Russell Huffman | El Defensor Chieftain
Tomas Rosales was that kid.
The full-of-life teenager could light up a room with his personality and bring a smile to the faces of those around him.
That light has been snuffed out, and Rosales’s images hang on a banner on the wall of the commons area of Socorro High School. At 16 years old, he’s become a grim reminder that the drug fentanyl is an equal-opportunity killer.
Tomas’ memory was honored before Socorro’s homecoming game against Hatch Valley as the Warrior seniors carried a banner with his name and jersey number out onto the field with them.
The day Tomas died was like many others in his young life, until it wasn’t.
He spent the day doing normal teenage activities, including heading out for his final fishing trip. On the way, his mother believes he either was given or purchased a pill containing fentanyl.
Tomas’ denials of taking fentanyl as he was under emergency care in a hospital with his mother at hand led to some confusion and misinformation. Onsite tests did not show the drug in his system.
It wasn’t fentanyl that killed Tomas — until a final autopsy report released three months later said otherwise.
At the time, Rosales’ mother, Teresa, and her family were still dealing with the tragedy of his death. There were indicative signs, but all the tests said no.
Today, they are a family still trying to understand how Tomas’ first encounter with fentanyl was also his last.
Teresa Rosales is an overdose prevention coordinator, and her son was naturally more educated about the dangers of drugs like fentanyl.
Armed with such knowledge, Tomas may have experimented with a “good” drug like marijuana, but he was too smart to mess around with “bad” drugs.
More sensitive and time-consuming tests conducted by medical examiners showed fentanyl was the culprit. Considering that it only takes about two grains of salt worth (size-wise) of fentanyl to kill a person, it took a while to find it in the nearly 200-pound frame of the sophomore lineman.
On Oct. 24, Teresa bravely retold the story of Tomas’s passing and rethought what she could have done each time differently.

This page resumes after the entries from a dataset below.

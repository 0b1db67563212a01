use log::{debug, info};
use std::sync::Arc;

use actix_web::{HttpRequest, HttpResponse, Resource, Responder, Route, guard, http::Method, web};
use actix_ws::{Message, MessageStream, Session};
use serde::{Deserialize, Serialize};
use serde_json::json;
use tokio::sync::broadcast;
use tokio_stream::StreamExt;
use tokio_stream::wrappers::BroadcastStream;
use tokio_stream::wrappers::errors::BroadcastStreamRecvError;

use crate::config::AppConfig;
use crate::devices::StateUpdate;
use crate::error::AppError;
use crate::gpio::GpioBackend;
use crate::hub::{DeviceHub, EntityDescriptor};

pub struct AppState<B: GpioBackend> {
    pub hub: Arc<DeviceHub<B>>,
    /// Source for `POST /reload`. `None` disables reloading.
    pub config_path: Option<String>,
}

impl<B: GpioBackend> Clone for AppState<B> {
    fn clone(&self) -> Self {
        Self {
            hub: Arc::clone(&self.hub),
            config_path: self.config_path.clone(),
        }
    }
}

#[derive(Deserialize, Default)]
struct EventsQuery {
    limit: Option<usize>,
}

#[derive(Deserialize, Default)]
struct StreamQuery {
    entity: Option<String>,
}

#[derive(Serialize)]
struct ReloadResponse {
    created: Vec<String>,
    failed: Vec<ReloadFailure>,
}

#[derive(Serialize)]
struct ReloadFailure {
    entity_id: String,
    error: String,
}

/// First frame on every stream: the current state of the watched entities.
#[derive(Serialize)]
struct Snapshot {
    entities: Vec<EntityDescriptor>,
}

impl<B: GpioBackend> AppState<B> {
    pub fn api_scope(&self, base_path: &str) -> actix_web::Scope {
        web::scope(base_path)
            .service(only(Method::GET, "/entities", web::get().to(list_entities::<B>)))
            .service(only(Method::GET, "/entities/events", web::get().to(event_stream::<B>)))
            .service(only(Method::GET, "/entity/{entity_id}", web::get().to(get_entity::<B>)))
            .service(only(
                Method::POST,
                "/entity/{entity_id}/update",
                web::post().to(update_entity::<B>),
            ))
            .service(only(
                Method::GET,
                "/entity/{entity_id}/event",
                web::get().to(get_last_event::<B>),
            ))
            .service(only(
                Method::GET,
                "/entity/{entity_id}/events",
                web::get().to(get_events::<B>),
            ))
            .service(only(
                Method::POST,
                "/switch/{entity_id}/{command}",
                web::post().to(switch_command::<B>),
            ))
            .service(only(
                Method::POST,
                "/cover/{entity_id}/{command}",
                web::post().to(cover_command::<B>),
            ))
            .service(only(Method::POST, "/reload", web::post().to(reload::<B>)))
    }
}

/// A resource answering `method` with `route` and every other method with 405.
fn only(method: Method, path: &str, route: Route) -> Resource {
    web::resource(path).route(route).route(
        web::route()
            .guard(guard::fn_guard(move |ctx| ctx.head().method != method))
            .to(|| async { HttpResponse::MethodNotAllowed().finish() }),
    )
}

async fn list_entities<B: GpioBackend>(state: web::Data<AppState<B>>) -> impl Responder {
    web::Json(state.hub.list_entities().await)
}

async fn get_entity<B: GpioBackend>(
    entity_id: web::Path<String>,
    state: web::Data<AppState<B>>,
) -> Result<impl Responder, AppError> {
    Ok(web::Json(state.hub.get_entity(&entity_id).await?))
}

async fn update_entity<B: GpioBackend>(
    entity_id: web::Path<String>,
    state: web::Data<AppState<B>>,
) -> Result<impl Responder, AppError> {
    Ok(web::Json(state.hub.update_entity(&entity_id).await?))
}

async fn switch_command<B: GpioBackend>(
    path: web::Path<(String, String)>,
    state: web::Data<AppState<B>>,
) -> Result<impl Responder, AppError> {
    let (entity_id, command) = path.into_inner();
    let entity_state = match command.as_str() {
        "on" => state.hub.turn_on(&entity_id).await?,
        "off" => state.hub.turn_off(&entity_id).await?,
        other => {
            return Err(AppError::InvalidValue(format!(
                "Unknown switch command {other}"
            )));
        }
    };

    Ok(web::Json(entity_state))
}

async fn cover_command<B: GpioBackend>(
    path: web::Path<(String, String)>,
    state: web::Data<AppState<B>>,
) -> Result<impl Responder, AppError> {
    let (entity_id, command) = path.into_inner();
    let entity_state = match command.as_str() {
        "open" => state.hub.open_cover(&entity_id).await?,
        "close" => state.hub.close_cover(&entity_id).await?,
        other => {
            return Err(AppError::InvalidValue(format!(
                "Unknown cover command {other}"
            )));
        }
    };

    Ok(web::Json(entity_state))
}

async fn get_last_event<B: GpioBackend>(
    entity_id: web::Path<String>,
    state: web::Data<AppState<B>>,
) -> Result<HttpResponse, AppError> {
    Ok(match state.hub.get_last_event(&entity_id).await? {
        Some(event) => HttpResponse::Ok().json(event),
        None => HttpResponse::Ok().finish(),
    })
}

async fn get_events<B: GpioBackend>(
    entity_id: web::Path<String>,
    query: web::Query<EventsQuery>,
    state: web::Data<AppState<B>>,
) -> Result<impl Responder, AppError> {
    Ok(web::Json(
        state.hub.get_events(&entity_id, query.limit).await?,
    ))
}

async fn reload<B: GpioBackend>(state: web::Data<AppState<B>>) -> Result<impl Responder, AppError> {
    let path = state
        .config_path
        .clone()
        .ok_or_else(|| AppError::InvalidState("No configuration file to reload".into()))?;
    let hub = Arc::clone(&state.hub);
    // teardown waits on devices that may be mid-pulse
    let report = web::block(move || {
        let config = AppConfig::load_from_file(&path)?;
        hub.reload(config)
    })
    .await
    .map_err(|e| AppError::Gpio(format!("reload worker failed: {e}")))??;
    info!(
        "reload created {} entities, {} failed",
        report.created.len(),
        report.failed.len()
    );

    Ok(web::Json(ReloadResponse {
        created: report.created,
        failed: report
            .failed
            .into_iter()
            .map(|(entity_id, e)| ReloadFailure {
                entity_id,
                error: e.to_string(),
            })
            .collect(),
    }))
}

async fn event_stream<B: GpioBackend>(
    req: HttpRequest,
    body: web::Payload,
    query: web::Query<StreamQuery>,
    state: web::Data<AppState<B>>,
) -> Result<HttpResponse, AppError> {
    let filter = query.into_inner().entity;
    let snapshot = match &filter {
        Some(id) => vec![state.hub.get_entity(id).await?],
        None => state.hub.list_entities().await.into_values().collect(),
    };
    // subscribe before answering so no update falls between snapshot and stream
    let rx = state.hub.subscribe_events();
    let (response, session, client) = actix_ws::handle(&req, body)
        .map_err(|e| AppError::Gpio(format!("Websocket error: {e}")))?;

    actix_web::rt::spawn(stream_updates(session, client, rx, filter, snapshot));
    Ok(response)
}

async fn stream_updates(
    mut session: Session,
    mut client: MessageStream,
    rx: broadcast::Receiver<StateUpdate>,
    filter: Option<String>,
    snapshot: Vec<EntityDescriptor>,
) {
    let mut updates = BroadcastStream::new(rx);
    if send_json(&mut session, &Snapshot { entities: snapshot }).await.is_err() {
        return;
    }

    loop {
        tokio::select! {
            msg = client.recv() => match msg {
                Some(Ok(Message::Ping(bytes))) => {
                    let _ = session.pong(&bytes).await;
                }
                Some(Ok(Message::Close(reason))) => {
                    let _ = session.close(reason).await;
                    break;
                }
                Some(Ok(_)) => {}
                Some(Err(_)) | None => break,
            },
            update = updates.next() => {
                let sent = match update {
                    Some(Ok(update)) => {
                        if filter.as_ref().is_some_and(|id| *id != update.entity_id) {
                            continue;
                        }
                        send_json(&mut session, &update).await
                    }
                    Some(Err(BroadcastStreamRecvError::Lagged(n))) => {
                        send_json(&mut session, &json!({ "error": format!("missed {n} updates") })).await
                    }
                    None => break,
                };
                if sent.is_err() {
                    debug!("event stream client went away");
                    break;
                }
            }
        }
    }
}

async fn send_json<T: Serialize>(session: &mut Session, value: &T) -> Result<(), actix_ws::Closed> {
    match serde_json::to_string(value) {
        Ok(text) => session.text(text).await,
        Err(_) => Ok(()),
    }
}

“This legendary kid everyone loved so much made a dumb mistake, and it took his life,” Teresa said. “He wasn’t out there jumping around from drug to drug and experimenting — he wasn’t there yet.”
Teresa’s a realist and has seen many things as part of her job and knows there were family dynamics among Tomas’ friends that could have worked toward his introduction to any number of drugs. She has seen the decade-long battle against meth turn into the current opioid crisis in the state.

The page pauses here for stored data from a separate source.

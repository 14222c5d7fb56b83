//! In-memory presence table
//!
//! Every entry carries a logical clock owned by the replica it describes.
//! An incoming entry wins only if its clock is newer, or if it is an equal
//! clock removal of an entry we still hold. Removed entries keep their clock
//! so the removal itself can be propagated.
//!
//! ```text
//! AwarenessUpdate = varuint(count) • Entry*
//! Entry           = varuint(replica) • varuint(clock) • varstring(json)
//! ```
//!
//! A JSON `null` state marks a removed entry.

use std::collections::{BTreeMap, HashMap};

use parking_lot::Mutex;
use serde::{Deserialize, Serialize};
use serde_json::Value;
use tracing::debug;

use super::{Presence, PresenceChange};
use crate::error::{SyncError, SyncResult};
use crate::types::{Listener, Listeners, Origin, ReplicaId, SubscriptionId};

/// One entry of an encoded presence update
#[derive(Debug, Clone, PartialEq, Eq, Serialize, Deserialize)]
pub struct AwarenessEntry {
    pub replica: ReplicaId,
    pub clock: u64,
    /// JSON-encoded state, `"null"` for a removal
    pub state: String,
}

/// Encoded presence update
#[derive(Debug, Clone, PartialEq, Eq, Serialize, Deserialize)]
pub struct AwarenessUpdate {
    pub entries: Vec<AwarenessEntry>,
}

impl AwarenessUpdate {
    /// Encode update to bytes using postcard
    pub fn encode(&self) -> SyncResult<Vec<u8>> {
        postcard::to_allocvec(self).map_err(|e| SyncError::Encode(e.to_string()))
    }

    /// Decode update from bytes using postcard
    pub fn decode(data: &[u8]) -> SyncResult<Self> {
        postcard::from_bytes(data).map_err(|e| SyncError::Decode(e.to_string()))
    }
}

#[derive(Default)]
struct AwarenessState {
    states: BTreeMap<ReplicaId, Value>,
    /// Last clock seen per replica, removed entries included
    clocks: HashMap<ReplicaId, u64>,
}

/// Presence table for one replica and everything it has heard about
pub struct Awareness {
    replica_id: ReplicaId,
    inner: Mutex<AwarenessState>,
    listeners: Listeners<PresenceChange>,
}

impl Awareness {
    /// Create a table whose local entry starts as an empty JSON object
    pub fn new(replica_id: ReplicaId) -> Self {
        let mut inner = AwarenessState::default();
        inner.states.insert(replica_id, Value::Object(Default::default()));
        inner.clocks.insert(replica_id, 0);

        Self {
            replica_id,
            inner: Mutex::new(inner),
            listeners: Listeners::new(),
        }
    }

    /// Replace the local entry; `None` removes it
    pub fn set_local_state(&self, state: Option<Value>) {
        let change = {
            let mut inner = self.inner.lock();
            let clock = inner
                .clocks
                .get(&self.replica_id)
                .map(|c| c + 1)
                .unwrap_or(0);

            let previous = match &state {
                Some(value) => inner.states.insert(self.replica_id, value.clone()),
                None => inner.states.remove(&self.replica_id),
            };
            inner.clocks.insert(self.replica_id, clock);

            let mut change = empty_change(Origin::Local);
            match (previous, state) {
                (_, None) => change.removed.push(self.replica_id),
                (None, Some(_)) => change.added.push(self.replica_id),
                (Some(_), Some(_)) => change.updated.push(self.replica_id),
            }
            change
        };

        self.listeners.notify(&change);
    }

    /// Set one field of the local entry, creating the entry if needed
    pub fn set_local_state_field(&self, field: &str, value: Value) {
        let mut state = match self.local_state() {
            Some(Value::Object(map)) => map,
            _ => serde_json::Map::new(),
        };
        state.insert(field.to_string(), value);
        self.set_local_state(Some(Value::Object(state)));
    }

    /// State of any replica
    pub fn state(&self, replica: ReplicaId) -> Option<Value> {
        self.inner.lock().states.get(&replica).cloned()
    }

    /// Snapshot of every live entry
    pub fn states(&self) -> BTreeMap<ReplicaId, Value> {
        self.inner.lock().states.clone()
    }

    /// Clock of the last entry seen for `replica`, removed entries included
    pub fn clock(&self, replica: ReplicaId) -> Option<u64> {
        self.inner.lock().clocks.get(&replica).copied()
    }
}

impl Presence for Awareness {
    fn replica_id(&self) -> ReplicaId {
        self.replica_id
    }

    fn local_state(&self) -> Option<Value> {
        self.state(self.replica_id)
    }

    fn replica_ids(&self) -> Vec<ReplicaId> {
        self.inner.lock().states.keys().copied().collect()
    }

    fn encode_update(&self, replicas: &[ReplicaId]) -> SyncResult<Vec<u8>> {
        let entries = {
            let inner = self.inner.lock();
            replicas
                .iter()
                .map(|replica| {
                    let state = inner.states.get(replica).unwrap_or(&Value::Null);
                    let clock = inner.clocks.get(replica).copied().unwrap_or(0);
                    serde_json::to_string(state)
                        .map(|state| AwarenessEntry {
                            replica: *replica,
                            clock,
                            state,
                        })
                        .map_err(|e| SyncError::Encode(e.to_string()))
                })
                .collect::<SyncResult<Vec<_>>>()?
        };

        AwarenessUpdate { entries }.encode()
    }

    fn apply_update(&self, update: &[u8], origin: Origin) -> SyncResult<()> {
        let decoded = AwarenessUpdate::decode(update)?;

        // Parse everything before touching the table so a bad entry leaves it untouched
        let mut parsed = Vec::with_capacity(decoded.entries.len());
        for entry in decoded.entries {
            let state: Value = serde_json::from_str(&entry.state)
                .map_err(|e| SyncError::Presence(format!("replica {}: {}", entry.replica, e)))?;
            parsed.push((entry.replica, entry.clock, state));
        }

        let change = {
            let mut inner = self.inner.lock();
            let mut change = empty_change(origin);

            for (replica, mut clock, state) in parsed {
                let known = inner.clocks.get(&replica).copied();
                let current_clock = known.unwrap_or(0);
                let is_removal = state.is_null();

                let newer = current_clock < clock;
                let equal_clock_removal =
                    current_clock == clock && is_removal && inner.states.contains_key(&replica);
                if !(newer || equal_clock_removal) {
                    continue;
                }

                if is_removal {
                    if replica == self.replica_id && inner.states.contains_key(&replica) {
                        // A peer dropped us while we are still here: outbid its clock
                        clock += 1;
                        inner.clocks.insert(replica, clock);
                        change.updated.push(replica);
                        continue;
                    }
                    inner.states.remove(&replica);
                } else {
                    inner.states.insert(replica, state.clone());
                }
                inner.clocks.insert(replica, clock);

                match (known, is_removal) {
                    (None, false) => change.added.push(replica),
                    (Some(_), true) => change.removed.push(replica),
                    (Some(_), false) => change.updated.push(replica),
                    (None, true) => {}
                }
            }
            change
        };

        if !change.is_empty() {
            debug!(
                replica = %self.replica_id,
                added = change.added.len(),
                updated = change.updated.len(),
                removed = change.removed.len(),
                "Applied presence update"
            );
            self.listeners.notify(&change);
        }

        Ok(())
    }

    fn remove_states(&self, replicas: &[ReplicaId], origin: Origin) {
        let change = {
            let mut inner = self.inner.lock();
            let mut change = empty_change(origin);

            for replica in replicas {
                if inner.states.remove(replica).is_none() {
                    continue;
                }
                if *replica == self.replica_id {
                    let clock = inner.clocks.get(replica).map(|c| c + 1).unwrap_or(0);
                    inner.clocks.insert(*replica, clock);
                }
                change.removed.push(*replica);
            }
            change
        };

        if !change.is_empty() {
            self.listeners.notify(&change);
        }
    }

    fn subscribe(&self, listener: Listener<PresenceChange>) -> SubscriptionId {
        self.listeners.add(listener)
    }

    fn unsubscribe(&self, id: SubscriptionId) -> bool {
        self.listeners.remove(id)
    }
}

fn empty_change(origin: Origin) -> PresenceChange {
    PresenceChange {
        added: Vec::new(),
        updated: Vec::new(),
        removed: Vec::new(),
        origin,
    }
}

#[cfg(test)]
mod tests {
    use std::sync::Arc;

    use serde_json::json;

    use super::*;

    fn recorder(awareness: &Awareness) -> Arc<Mutex<Vec<PresenceChange>>> {
        let seen = Arc::new(Mutex::new(Vec::new()));
        let sink = seen.clone();
        awareness.subscribe(Arc::new(move |change: &PresenceChange| {
            sink.lock().push(change.clone())
        }));
        seen
    }

    fn sync_all(from: &Awareness, to: &Awareness) {
        let update = from.encode_update(&from.replica_ids()).unwrap();
        to.apply_update(&update, Origin::Named("test")).unwrap();
    }

    #[test]
    fn test_new_has_empty_local_state() {
        let awareness = Awareness::new(ReplicaId(1));
        assert_eq!(awareness.local_state(), Some(json!({})));
        assert_eq!(awareness.replica_ids(), vec![ReplicaId(1)]);
        assert_eq!(awareness.clock(ReplicaId(1)), Some(0));
    }

    #[test]
    fn test_set_local_state_bumps_clock() {
        let awareness = Awareness::new(ReplicaId(1));
        let seen = recorder(&awareness);

        awareness.set_local_state_field("cursor", json!(4));

        assert_eq!(awareness.local_state(), Some(json!({"cursor": 4})));
        assert_eq!(awareness.clock(ReplicaId(1)), Some(1));
        let seen = seen.lock();
        assert_eq!(seen[0].updated, vec![ReplicaId(1)]);
        assert_eq!(seen[0].origin, Origin::Local);
    }

    #[test]
    fn test_apply_adds_remote_entry() {
        let a = Awareness::new(ReplicaId(1));
        let b = Awareness::new(ReplicaId(2));
        a.set_local_state(Some(json!({"name": "a"})));
        let seen = recorder(&b);

        sync_all(&a, &b);

        assert_eq!(b.state(ReplicaId(1)), Some(json!({"name": "a"})));
        let seen = seen.lock();
        assert_eq!(seen.len(), 1);
        assert_eq!(seen[0].added, vec![ReplicaId(1)]);
        assert_eq!(seen[0].origin, Origin::Named("test"));
    }

    #[test]
    fn test_stale_entry_is_ignored() {
        let a = Awareness::new(ReplicaId(1));
        let b = Awareness::new(ReplicaId(2));
        a.set_local_state(Some(json!({"v": 1})));
        let stale = a.encode_update(&[ReplicaId(1)]).unwrap();
        a.set_local_state(Some(json!({"v": 2})));
        sync_all(&a, &b);

        let seen = recorder(&b);
        b.apply_update(&stale, Origin::Local).unwrap();

        assert_eq!(b.state(ReplicaId(1)), Some(json!({"v": 2})));
        assert!(seen.lock().is_empty());
    }

    #[test]
    fn test_same_clock_echo_is_silent() {
        let a = Awareness::new(ReplicaId(1));
        let b = Awareness::new(ReplicaId(2));
        sync_all(&a, &b);

        let seen = recorder(&b);
        sync_all(&a, &b);
        assert!(seen.lock().is_empty());
    }

    #[test]
    fn test_removal_propagates() {
        let a = Awareness::new(ReplicaId(1));
        let b = Awareness::new(ReplicaId(2));
        sync_all(&a, &b);

        a.remove_states(&[ReplicaId(1)], Origin::Named("process exit"));
        assert_eq!(a.local_state(), None);
        let update = a.encode_update(&[ReplicaId(1)]).unwrap();
        b.apply_update(&update, Origin::Local).unwrap();

        assert_eq!(b.state(ReplicaId(1)), None);
        assert_eq!(b.replica_ids(), vec![ReplicaId(2)]);
    }

    #[test]
    fn test_removed_entry_keeps_clock() {
        let a = Awareness::new(ReplicaId(1));
        let b = Awareness::new(ReplicaId(2));
        a.set_local_state(Some(json!({"v": 1})));
        let before_removal = a.encode_update(&[ReplicaId(1)]).unwrap();
        sync_all(&a, &b);

        a.remove_states(&[ReplicaId(1)], Origin::Local);
        let removal = a.encode_update(&[ReplicaId(1)]).unwrap();
        b.apply_update(&removal, Origin::Local).unwrap();
        assert_eq!(b.state(ReplicaId(1)), None);
        assert_eq!(b.clock(ReplicaId(1)), Some(2));

        // a delayed copy of the old entry must not resurrect it
        b.apply_update(&before_removal, Origin::Local).unwrap();
        assert_eq!(b.state(ReplicaId(1)), None);
    }

    #[test]
    fn test_remote_removal_of_local_entry_is_outbid() {
        let a = Awareness::new(ReplicaId(1));
        let b = Awareness::new(ReplicaId(2));
        sync_all(&a, &b);

        // b forgets a and broadcasts the removal with a's clock
        b.remove_states(&[ReplicaId(1)], Origin::Local);
        let removal = AwarenessUpdate {
            entries: vec![AwarenessEntry {
                replica: ReplicaId(1),
                clock: 1,
                state: "null".to_string(),
            }],
        }
        .encode()
        .unwrap();
        a.apply_update(&removal, Origin::Local).unwrap();

        assert_eq!(a.local_state(), Some(json!({})));
        assert_eq!(a.clock(ReplicaId(1)), Some(2));
    }

    #[test]
    fn test_remove_states_only_reports_present_entries() {
        let a = Awareness::new(ReplicaId(1));
        let seen = recorder(&a);
        a.remove_states(&[ReplicaId(42)], Origin::Local);
        assert!(seen.lock().is_empty());
    }

    #[test]
    fn test_invalid_json_leaves_table_untouched() {
        let b = Awareness::new(ReplicaId(2));
        let update = AwarenessUpdate {
            entries: vec![
                AwarenessEntry {
                    replica: ReplicaId(1),
                    clock: 1,
                    state: "{}".to_string(),
                },
                AwarenessEntry {
                    replica: ReplicaId(3),
                    clock: 1,
                    state: "{not json".to_string(),
                },
            ],
        }
        .encode()
        .unwrap();

        let result = b.apply_update(&update, Origin::Local);
        assert!(matches!(result, Err(SyncError::Presence(_))));
        assert_eq!(b.replica_ids(), vec![ReplicaId(2)]);
    }

    #[test]
    fn test_entry_wire_format() {
        let a = Awareness::new(ReplicaId(5));
        let bytes = a.encode_update(&[ReplicaId(5)]).unwrap();
        // count=1, replica=5, clock=0, "{}"
        assert_eq!(bytes, vec![1, 5, 0, 2, b'{', b'}']);
    }

    #[test]
    fn test_unknown_replica_encodes_as_removal() {
        let a = Awareness::new(ReplicaId(5));
        let bytes = a.encode_update(&[ReplicaId(9)]).unwrap();
        let update = AwarenessUpdate::decode(&bytes).unwrap();
        assert_eq!(update.entries[0].state, "null");
    }
}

Her appearance was part of the Socorro schools’ Red Ribbon Week activities, and Rosales wants to help spread the message about the dangers of fentanyl.
“I don’t think coming here for one day or week will help every single kid realize the seriousness of what is distributed, and we are going to have to keep doing it over and over,” Rosales said.
Part of reaching out and sharing Tomas’ story is helping Rosales heal. Still, there is one reality she lives with every day.
“I always taught my kids wrong from right. But I forgot to teach them the bad from the good. And you hate to put ‘good’ anywhere that drugs are being used. But I can’t tell you that I sat down and told them. Hey, guys, there’s this really nasty drug, fentanyl going around. And it could very well end up in your hands. I didn’t think I had to. And we do,” Rosales said.